[[ Records shown open ]]

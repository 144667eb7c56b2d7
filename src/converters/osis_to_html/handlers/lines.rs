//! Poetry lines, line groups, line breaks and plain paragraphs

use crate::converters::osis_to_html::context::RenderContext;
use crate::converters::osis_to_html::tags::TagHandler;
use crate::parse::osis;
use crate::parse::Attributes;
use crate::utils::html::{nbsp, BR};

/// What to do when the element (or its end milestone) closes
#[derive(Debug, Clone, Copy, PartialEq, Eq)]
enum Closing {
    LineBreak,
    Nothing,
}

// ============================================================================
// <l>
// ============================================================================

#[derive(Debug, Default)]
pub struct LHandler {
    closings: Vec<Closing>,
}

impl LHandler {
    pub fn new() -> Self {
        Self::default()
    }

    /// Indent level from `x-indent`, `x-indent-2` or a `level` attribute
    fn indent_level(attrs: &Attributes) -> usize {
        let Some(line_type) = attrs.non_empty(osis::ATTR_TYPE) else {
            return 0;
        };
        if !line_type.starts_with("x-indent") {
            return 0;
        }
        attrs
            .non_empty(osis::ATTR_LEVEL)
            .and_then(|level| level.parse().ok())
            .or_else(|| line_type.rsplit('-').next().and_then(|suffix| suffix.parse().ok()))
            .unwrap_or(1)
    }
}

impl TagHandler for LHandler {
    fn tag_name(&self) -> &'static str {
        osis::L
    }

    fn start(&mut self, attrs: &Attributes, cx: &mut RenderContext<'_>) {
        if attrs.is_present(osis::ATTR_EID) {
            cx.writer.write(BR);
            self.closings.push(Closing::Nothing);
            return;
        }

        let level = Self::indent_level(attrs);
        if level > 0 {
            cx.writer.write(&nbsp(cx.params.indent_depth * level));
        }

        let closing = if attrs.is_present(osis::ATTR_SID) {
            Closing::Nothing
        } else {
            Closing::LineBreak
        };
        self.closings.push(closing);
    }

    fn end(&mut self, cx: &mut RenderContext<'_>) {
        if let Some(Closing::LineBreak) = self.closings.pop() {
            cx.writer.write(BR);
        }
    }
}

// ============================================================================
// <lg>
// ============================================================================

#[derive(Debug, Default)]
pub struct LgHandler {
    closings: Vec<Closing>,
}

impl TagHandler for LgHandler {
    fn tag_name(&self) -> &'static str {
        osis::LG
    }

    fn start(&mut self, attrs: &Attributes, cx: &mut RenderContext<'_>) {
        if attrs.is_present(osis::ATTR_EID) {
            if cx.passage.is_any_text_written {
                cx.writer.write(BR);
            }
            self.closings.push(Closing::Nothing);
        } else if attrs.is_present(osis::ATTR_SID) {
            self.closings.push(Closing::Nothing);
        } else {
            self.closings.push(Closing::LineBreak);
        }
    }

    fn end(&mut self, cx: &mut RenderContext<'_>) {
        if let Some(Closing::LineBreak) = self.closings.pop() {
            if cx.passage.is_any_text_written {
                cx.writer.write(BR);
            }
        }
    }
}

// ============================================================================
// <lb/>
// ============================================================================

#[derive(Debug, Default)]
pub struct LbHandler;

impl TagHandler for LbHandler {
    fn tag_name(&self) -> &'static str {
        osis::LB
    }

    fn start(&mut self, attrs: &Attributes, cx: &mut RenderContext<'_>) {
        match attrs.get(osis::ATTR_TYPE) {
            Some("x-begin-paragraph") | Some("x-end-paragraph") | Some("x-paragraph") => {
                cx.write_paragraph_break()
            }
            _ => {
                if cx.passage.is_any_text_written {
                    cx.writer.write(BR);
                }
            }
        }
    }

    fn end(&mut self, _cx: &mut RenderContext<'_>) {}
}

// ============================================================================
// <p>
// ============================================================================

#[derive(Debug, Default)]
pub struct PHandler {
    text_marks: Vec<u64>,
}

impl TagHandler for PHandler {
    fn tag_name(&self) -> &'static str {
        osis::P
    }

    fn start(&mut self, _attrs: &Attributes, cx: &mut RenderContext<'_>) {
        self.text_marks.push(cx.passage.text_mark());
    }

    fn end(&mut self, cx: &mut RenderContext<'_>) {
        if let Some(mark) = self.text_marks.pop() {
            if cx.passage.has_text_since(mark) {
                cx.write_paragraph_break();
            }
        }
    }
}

[[ Records shown closed ]]
[[ Records shown open ]]

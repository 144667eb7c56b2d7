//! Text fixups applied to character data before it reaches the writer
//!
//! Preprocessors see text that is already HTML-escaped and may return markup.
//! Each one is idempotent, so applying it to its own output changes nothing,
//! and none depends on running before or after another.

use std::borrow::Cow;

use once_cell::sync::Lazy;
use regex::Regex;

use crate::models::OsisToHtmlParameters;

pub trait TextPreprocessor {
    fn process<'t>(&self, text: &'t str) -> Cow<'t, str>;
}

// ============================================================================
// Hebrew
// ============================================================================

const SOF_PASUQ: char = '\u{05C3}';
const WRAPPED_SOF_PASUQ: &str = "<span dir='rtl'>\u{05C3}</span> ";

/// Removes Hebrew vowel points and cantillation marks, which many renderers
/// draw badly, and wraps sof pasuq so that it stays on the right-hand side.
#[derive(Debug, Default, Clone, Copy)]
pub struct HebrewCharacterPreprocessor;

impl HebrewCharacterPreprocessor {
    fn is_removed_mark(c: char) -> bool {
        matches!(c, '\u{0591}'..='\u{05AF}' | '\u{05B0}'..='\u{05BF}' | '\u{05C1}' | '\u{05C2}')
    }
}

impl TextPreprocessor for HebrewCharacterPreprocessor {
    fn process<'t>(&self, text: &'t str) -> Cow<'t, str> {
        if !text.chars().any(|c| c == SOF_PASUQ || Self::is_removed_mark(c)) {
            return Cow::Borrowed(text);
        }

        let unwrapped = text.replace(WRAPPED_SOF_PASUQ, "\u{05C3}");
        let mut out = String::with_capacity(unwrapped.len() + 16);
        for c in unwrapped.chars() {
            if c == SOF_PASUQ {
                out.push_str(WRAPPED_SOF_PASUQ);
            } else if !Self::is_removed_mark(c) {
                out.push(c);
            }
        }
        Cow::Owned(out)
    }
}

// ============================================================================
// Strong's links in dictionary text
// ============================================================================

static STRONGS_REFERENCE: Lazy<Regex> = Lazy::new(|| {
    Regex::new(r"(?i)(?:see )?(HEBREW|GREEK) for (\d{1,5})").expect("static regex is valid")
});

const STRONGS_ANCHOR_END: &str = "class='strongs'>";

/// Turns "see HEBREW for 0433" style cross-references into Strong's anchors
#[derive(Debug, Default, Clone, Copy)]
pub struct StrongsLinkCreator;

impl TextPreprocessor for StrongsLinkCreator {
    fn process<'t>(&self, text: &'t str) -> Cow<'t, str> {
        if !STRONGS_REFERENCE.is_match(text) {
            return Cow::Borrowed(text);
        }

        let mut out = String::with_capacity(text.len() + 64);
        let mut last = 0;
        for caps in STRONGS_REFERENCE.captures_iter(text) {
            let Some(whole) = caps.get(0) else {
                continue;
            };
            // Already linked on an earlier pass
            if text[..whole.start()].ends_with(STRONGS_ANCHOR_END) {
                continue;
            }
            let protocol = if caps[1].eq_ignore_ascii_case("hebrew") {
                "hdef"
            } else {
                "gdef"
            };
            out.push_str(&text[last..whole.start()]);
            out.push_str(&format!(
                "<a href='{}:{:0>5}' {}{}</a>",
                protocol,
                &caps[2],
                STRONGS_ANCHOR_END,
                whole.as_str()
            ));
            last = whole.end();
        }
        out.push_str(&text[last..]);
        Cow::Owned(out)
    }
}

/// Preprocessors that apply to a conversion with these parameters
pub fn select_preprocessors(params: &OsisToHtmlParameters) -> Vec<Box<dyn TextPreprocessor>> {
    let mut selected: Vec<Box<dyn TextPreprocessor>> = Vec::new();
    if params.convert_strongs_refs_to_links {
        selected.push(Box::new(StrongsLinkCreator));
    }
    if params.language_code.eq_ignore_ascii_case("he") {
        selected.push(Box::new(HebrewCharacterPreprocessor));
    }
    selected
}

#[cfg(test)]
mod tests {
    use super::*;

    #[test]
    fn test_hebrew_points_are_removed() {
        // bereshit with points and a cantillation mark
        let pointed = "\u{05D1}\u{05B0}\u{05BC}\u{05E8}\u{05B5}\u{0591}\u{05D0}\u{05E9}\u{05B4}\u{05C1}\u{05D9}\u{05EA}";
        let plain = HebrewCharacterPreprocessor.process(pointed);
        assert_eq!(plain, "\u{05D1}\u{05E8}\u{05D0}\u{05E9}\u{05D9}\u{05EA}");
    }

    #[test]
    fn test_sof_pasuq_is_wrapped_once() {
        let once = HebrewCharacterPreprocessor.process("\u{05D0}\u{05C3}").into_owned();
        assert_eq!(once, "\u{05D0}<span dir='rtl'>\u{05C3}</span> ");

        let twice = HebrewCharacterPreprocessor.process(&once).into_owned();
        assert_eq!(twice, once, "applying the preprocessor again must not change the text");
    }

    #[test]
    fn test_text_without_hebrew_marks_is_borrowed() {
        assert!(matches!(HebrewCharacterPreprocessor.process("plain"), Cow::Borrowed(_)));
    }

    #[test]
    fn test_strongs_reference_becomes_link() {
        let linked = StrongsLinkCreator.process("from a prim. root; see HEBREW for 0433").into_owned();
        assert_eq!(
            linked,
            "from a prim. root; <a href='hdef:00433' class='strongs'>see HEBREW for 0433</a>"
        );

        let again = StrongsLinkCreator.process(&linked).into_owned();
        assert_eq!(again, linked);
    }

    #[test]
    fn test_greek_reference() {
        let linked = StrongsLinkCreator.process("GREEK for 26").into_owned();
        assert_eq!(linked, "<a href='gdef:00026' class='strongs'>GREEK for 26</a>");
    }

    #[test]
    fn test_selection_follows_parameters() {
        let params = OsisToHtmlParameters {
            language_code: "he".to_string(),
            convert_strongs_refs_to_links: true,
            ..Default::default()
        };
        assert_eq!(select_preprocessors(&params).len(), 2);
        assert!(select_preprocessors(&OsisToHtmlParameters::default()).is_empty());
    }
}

[[ Records shown closed ]]

→ **Work request**: For every line of the records that has the word "twice" in it, make a copy.

→ **Solved exercise**:
        let twice = HebrewCharacterPreprocessor.process(&once).into_owned();
        assert_eq!(twice, once, "applying the preprocessor again must not change the text");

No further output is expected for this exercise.